◆ **WORK INSTRUCTION**
Transcription of the full listing is required, character for character.
### GIVEN RECORDS
// SPDX-License-Identifier: MIT
// Copyright 2026 FocusFlow contributors

//! Idempotent schema setup.
//!
//! Every statement is `IF NOT EXISTS`-guarded so the whole set can run on
//! every boot. It runs exactly once, at startup, before the server binds.
//! Never lazily from a request path.

use rusqlite::Connection;

/// All DDL, in dependency order.
///
/// Column names match the wire names used by the API so rows map onto
/// responses without a translation layer.
const MIGRATIONS: &[&str] = &[
    // Owned by the external identity/group collaborator; created here so a
    // fresh deployment works, but this service only reads these two tables.
    r#"
    CREATE TABLE IF NOT EXISTS "User" (
        "id"    TEXT NOT NULL PRIMARY KEY,
        "name"  TEXT,
        "email" TEXT
    );
    "#,
    r#"
    CREATE TABLE IF NOT EXISTS "Membership" (
        "id"      TEXT NOT NULL PRIMARY KEY,
        "groupId" TEXT NOT NULL,
        "userId"  TEXT NOT NULL,
        "role"    TEXT NOT NULL DEFAULT 'member'
    );
    "#,
    r#"
    CREATE INDEX IF NOT EXISTS "Membership_groupId_idx" ON "Membership"("groupId");
    "#,
    r#"
    CREATE TABLE IF NOT EXISTS "TeamFocusSession" (
        "id"        TEXT NOT NULL PRIMARY KEY,
        "createdAt" TEXT NOT NULL DEFAULT (strftime('%Y-%m-%dT%H:%M:%SZ', 'now'))
    );
    "#,
    r#"
    CREATE TABLE IF NOT EXISTS "FocusSession" (
        "id"              TEXT NOT NULL PRIMARY KEY,
        "name"            TEXT NOT NULL,
        "adminUserId"     TEXT,
        "durationSeconds" INTEGER,
        "goal"            TEXT,
        "recap"           TEXT,
        "teamSessionId"   TEXT REFERENCES "TeamFocusSession"("id") ON DELETE SET NULL,
        "createdAt"       TEXT NOT NULL DEFAULT (strftime('%Y-%m-%dT%H:%M:%SZ', 'now')),
        "startedAt"       TEXT,
        "endedAt"         TEXT
    );
    "#,
    r#"
    CREATE INDEX IF NOT EXISTS "FocusSession_startedAt_idx" ON "FocusSession"("startedAt");
    "#,
    r#"
    CREATE INDEX IF NOT EXISTS "FocusSession_endedAt_idx" ON "FocusSession"("endedAt");
    "#,
    r#"
    CREATE INDEX IF NOT EXISTS "FocusSession_teamSessionId_idx" ON "FocusSession"("teamSessionId");
    "#,
    r#"
    CREATE TABLE IF NOT EXISTS "UserInSession" (
        "id"                   TEXT NOT NULL PRIMARY KEY,
        "focusSessionId"       TEXT NOT NULL REFERENCES "FocusSession"("id") ON DELETE CASCADE,
        "userId"               TEXT,
        "userName"             TEXT NOT NULL,
        "goal"                 TEXT NOT NULL,
        "recap"                TEXT,
        "breakActive"          INTEGER NOT NULL DEFAULT 0,
        "breakStartedAt"       TEXT,
        "breakEndsAt"          TEXT,
        "breakRelaxationsUsed" INTEGER NOT NULL DEFAULT 0,
        "breakPausedSeconds"   INTEGER NOT NULL DEFAULT 0,
        "breakEscalatedAt"     TEXT
    );
    "#,
    r#"
    CREATE UNIQUE INDEX IF NOT EXISTS "UserInSession_focusSessionId_userId_key"
    ON "UserInSession"("focusSessionId", "userId");
    "#,
    r#"
    CREATE INDEX IF NOT EXISTS "UserInSession_userId_idx" ON "UserInSession"("userId");
    "#,
    r#"
    CREATE TABLE IF NOT EXISTS "UserHiddenSession" (
        "id"        TEXT NOT NULL PRIMARY KEY,
        "userId"    TEXT NOT NULL,
        "sessionId" TEXT NOT NULL,
        "createdAt" TEXT NOT NULL DEFAULT (strftime('%Y-%m-%dT%H:%M:%SZ', 'now'))
    );
    "#,
    r#"
    CREATE UNIQUE INDEX IF NOT EXISTS "UserHiddenSession_userId_sessionId_key"
    ON "UserHiddenSession"("userId", "sessionId");
    "#,
    r#"
    CREATE TABLE IF NOT EXISTS "UserFocusState" (
        "userId"           TEXT NOT NULL PRIMARY KEY,
        "lastActivityAt"   TEXT,
        "focusScore"       INTEGER NOT NULL DEFAULT 80,
        "reliabilityScore" INTEGER NOT NULL DEFAULT 100,
        "overdueCount"     INTEGER NOT NULL DEFAULT 0,
        "lastOverdueAt"    TEXT,
        "updatedAt"        TEXT NOT NULL DEFAULT (strftime('%Y-%m-%dT%H:%M:%SZ', 'now'))
    );
    "#,
    r#"
    CREATE TABLE IF NOT EXISTS "UserFocusScoreLog" (
        "id"        TEXT NOT NULL PRIMARY KEY,
        "userId"    TEXT NOT NULL,
        "score"     INTEGER NOT NULL,
        "createdAt" TEXT NOT NULL DEFAULT (strftime('%Y-%m-%dT%H:%M:%SZ', 'now'))
    );
    "#,
    r#"
    CREATE INDEX IF NOT EXISTS "UserFocusScoreLog_userId_createdAt_idx"
    ON "UserFocusScoreLog"("userId", "createdAt");
    "#,
    r#"
    CREATE TABLE IF NOT EXISTS "UserGamification" (
        "userId"          TEXT NOT NULL PRIMARY KEY,
        "totalPoints"     INTEGER NOT NULL DEFAULT 0,
        "currentStreak"   INTEGER NOT NULL DEFAULT 0,
        "longestStreak"   INTEGER NOT NULL DEFAULT 0,
        "lastSessionDate" TEXT,
        "updatedAt"       TEXT NOT NULL DEFAULT (strftime('%Y-%m-%dT%H:%M:%SZ', 'now'))
    );
    "#,
];

/// Run all migrations. Safe to call on every boot.
pub fn run_migrations(conn: &Connection) -> rusqlite::Result<()> {
    conn.execute_batch("PRAGMA foreign_keys = ON;")?;
    for sql in MIGRATIONS {
        conn.execute_batch(sql)?;
    }
    Ok(())
}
######
◆ **RESULT OF THE EXERCISE**
// SPDX-License-Identifier: MIT
// Copyright 2026 FocusFlow contributors

//! Idempotent schema setup.
//!
//! Every statement is `IF NOT EXISTS`-guarded so the whole set can run on
//! every boot. It runs exactly once, at startup, before the server binds.
//! Never lazily from a request path.

use rusqlite::Connection;

/// All DDL, in dependency order.
///
/// Column names match the wire names used by the API so rows map onto
/// responses without a translation layer.
const MIGRATIONS: &[&str] = &[
    // Owned by the external identity/group collaborator; created here so a
    // fresh deployment works, but this service only reads these two tables.
    r#"
    CREATE TABLE IF NOT EXISTS "User" (
        "id"    TEXT NOT NULL PRIMARY KEY,
        "name"  TEXT,
        "email" TEXT
    );
    "#,
    r#"
    CREATE TABLE IF NOT EXISTS "Membership" (
        "id"      TEXT NOT NULL PRIMARY KEY,
        "groupId" TEXT NOT NULL,
        "userId"  TEXT NOT NULL,
        "role"    TEXT NOT NULL DEFAULT 'member'
    );
    "#,
    r#"
    CREATE INDEX IF NOT EXISTS "Membership_groupId_idx" ON "Membership"("groupId");
    "#,
    r#"
    CREATE TABLE IF NOT EXISTS "TeamFocusSession" (
        "id"        TEXT NOT NULL PRIMARY KEY,
        "createdAt" TEXT NOT NULL DEFAULT (strftime('%Y-%m-%dT%H:%M:%SZ', 'now'))
    );
    "#,
    r#"
    CREATE TABLE IF NOT EXISTS "FocusSession" (
        "id"              TEXT NOT NULL PRIMARY KEY,
        "name"            TEXT NOT NULL,
        "adminUserId"     TEXT,
        "durationSeconds" INTEGER,
        "goal"            TEXT,
        "recap"           TEXT,
        "teamSessionId"   TEXT REFERENCES "TeamFocusSession"("id") ON DELETE SET NULL,
        "createdAt"       TEXT NOT NULL DEFAULT (strftime('%Y-%m-%dT%H:%M:%SZ', 'now')),
        "startedAt"       TEXT,
        "endedAt"         TEXT
    );
    "#,
    r#"
    CREATE INDEX IF NOT EXISTS "FocusSession_startedAt_idx" ON "FocusSession"("startedAt");
    "#,
    r#"
    CREATE INDEX IF NOT EXISTS "FocusSession_endedAt_idx" ON "FocusSession"("endedAt");
    "#,
    r#"
    CREATE INDEX IF NOT EXISTS "FocusSession_teamSessionId_idx" ON "FocusSession"("teamSessionId");
    "#,
    r#"
    CREATE TABLE IF NOT EXISTS "UserInSession" (
        "id"                   TEXT NOT NULL PRIMARY KEY,
        "focusSessionId"       TEXT NOT NULL REFERENCES "FocusSession"("id") ON DELETE CASCADE,
        "userId"               TEXT,
        "userName"             TEXT NOT NULL,
        "goal"                 TEXT NOT NULL,
        "recap"                TEXT,
        "breakActive"          INTEGER NOT NULL DEFAULT 0,
        "breakStartedAt"       TEXT,
        "breakEndsAt"          TEXT,
        "breakRelaxationsUsed" INTEGER NOT NULL DEFAULT 0,
        "breakPausedSeconds"   INTEGER NOT NULL DEFAULT 0,
        "breakEscalatedAt"     TEXT
    );
    "#,
    r#"
    CREATE UNIQUE INDEX IF NOT EXISTS "UserInSession_focusSessionId_userId_key"
    ON "UserInSession"("focusSessionId", "userId");
    "#,
    r#"
    CREATE INDEX IF NOT EXISTS "UserInSession_userId_idx" ON "UserInSession"("userId");
    "#,
    r#"
    CREATE TABLE IF NOT EXISTS "UserHiddenSession" (
        "id"        TEXT NOT NULL PRIMARY KEY,
        "userId"    TEXT NOT NULL,
        "sessionId" TEXT NOT NULL,
        "createdAt" TEXT NOT NULL DEFAULT (strftime('%Y-%m-%dT%H:%M:%SZ', 'now'))
    );
    "#,
    r#"
    CREATE UNIQUE INDEX IF NOT EXISTS "UserHiddenSession_userId_sessionId_key"
    ON "UserHiddenSession"("userId", "sessionId");
    "#,
    r#"
    CREATE TABLE IF NOT EXISTS "UserFocusState" (
        "userId"           TEXT NOT NULL PRIMARY KEY,
        "lastActivityAt"   TEXT,
        "focusScore"       INTEGER NOT NULL DEFAULT 80,
        "reliabilityScore" INTEGER NOT NULL DEFAULT 100,
        "overdueCount"     INTEGER NOT NULL DEFAULT 0,
        "lastOverdueAt"    TEXT,
        "updatedAt"        TEXT NOT NULL DEFAULT (strftime('%Y-%m-%dT%H:%M:%SZ', 'now'))
    );
    "#,
    r#"
    CREATE TABLE IF NOT EXISTS "UserFocusScoreLog" (
        "id"        TEXT NOT NULL PRIMARY KEY,
        "userId"    TEXT NOT NULL,
        "score"     INTEGER NOT NULL,
        "createdAt" TEXT NOT NULL DEFAULT (strftime('%Y-%m-%dT%H:%M:%SZ', 'now'))
    );
    "#,
    r#"
    CREATE INDEX IF NOT EXISTS "UserFocusScoreLog_userId_createdAt_idx"
    ON "UserFocusScoreLog"("userId", "createdAt");
    "#,
    r#"
    CREATE TABLE IF NOT EXISTS "UserGamification" (
        "userId"          TEXT NOT NULL PRIMARY KEY,
        "totalPoints"     INTEGER NOT NULL DEFAULT 0,
        "currentStreak"   INTEGER NOT NULL DEFAULT 0,
        "longestStreak"   INTEGER NOT NULL DEFAULT 0,
        "lastSessionDate" TEXT,
        "updatedAt"       TEXT NOT NULL DEFAULT (strftime('%Y-%m-%dT%H:%M:%SZ', 'now'))
    );
    "#,
];

/// Run all migrations. Safe to call on every boot.
pub fn run_migrations(conn: &Connection) -> rusqlite::Result<()> {
    conn.execute_batch("PRAGMA foreign_keys = ON;")?;
    for sql in MIGRATIONS {
        conn.execute_batch(sql)?;
    }
    Ok(())
}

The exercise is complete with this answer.